TASK TO CARRY OUT:
Each line of the material is to be written out exactly.

THE DATA:
..........

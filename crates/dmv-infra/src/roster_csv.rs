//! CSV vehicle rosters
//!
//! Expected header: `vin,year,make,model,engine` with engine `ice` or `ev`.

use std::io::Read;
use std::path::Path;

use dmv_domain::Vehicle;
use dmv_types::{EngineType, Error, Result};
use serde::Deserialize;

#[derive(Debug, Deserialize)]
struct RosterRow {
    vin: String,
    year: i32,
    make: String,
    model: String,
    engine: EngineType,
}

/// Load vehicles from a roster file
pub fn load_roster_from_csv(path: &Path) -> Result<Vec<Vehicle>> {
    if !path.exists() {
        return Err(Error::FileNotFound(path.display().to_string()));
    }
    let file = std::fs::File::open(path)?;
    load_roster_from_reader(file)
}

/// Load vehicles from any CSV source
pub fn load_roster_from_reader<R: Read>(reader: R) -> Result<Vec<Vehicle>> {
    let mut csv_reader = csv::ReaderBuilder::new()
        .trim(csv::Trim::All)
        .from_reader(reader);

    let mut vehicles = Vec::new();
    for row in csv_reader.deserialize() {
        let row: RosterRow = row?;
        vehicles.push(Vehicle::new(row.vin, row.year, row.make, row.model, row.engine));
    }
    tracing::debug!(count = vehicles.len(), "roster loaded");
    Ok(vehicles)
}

..........

REPLY TO THE EXERCISE:
filename crates/dmv-infra/src/roster_csv.rs
//! CSV vehicle rosters
//!
//! Expected header: `vin,year,make,model,engine` with engine `ice` or `ev`.

use std::io::Read;
use std::path::Path;

use dmv_domain::Vehicle;
use dmv_types::{EngineType, Error, Result};
use serde::Deserialize;

#[derive(Debug, Deserialize)]
struct RosterRow {
    vin: String,
    year: i32,
    make: String,
    model: String,
    engine: EngineType,
}

/// Load vehicles from a roster file
pub fn load_roster_from_csv(path: &Path) -> Result<Vec<Vehicle>> {
    if !path.exists() {
        return Err(Error::FileNotFound(path.display().to_string()));
    }
    let file = std::fs::File::open(path)?;
    load_roster_from_reader(file)
}

/// Load vehicles from any CSV source
pub fn load_roster_from_reader<R: Read>(reader: R) -> Result<Vec<Vehicle>> {
    let mut csv_reader = csv::ReaderBuilder::new()
        .trim(csv::Trim::All)
        .from_reader(reader);

    let mut vehicles = Vec::new();
    for row in csv_reader.deserialize() {
        let row: RosterRow = row?;
        vehicles.push(Vehicle::new(row.vin, row.year, row.make, row.model, row.engine));
    }
    tracing::debug!(count = vehicles.len(), "roster loaded");
    Ok(vehicles)
}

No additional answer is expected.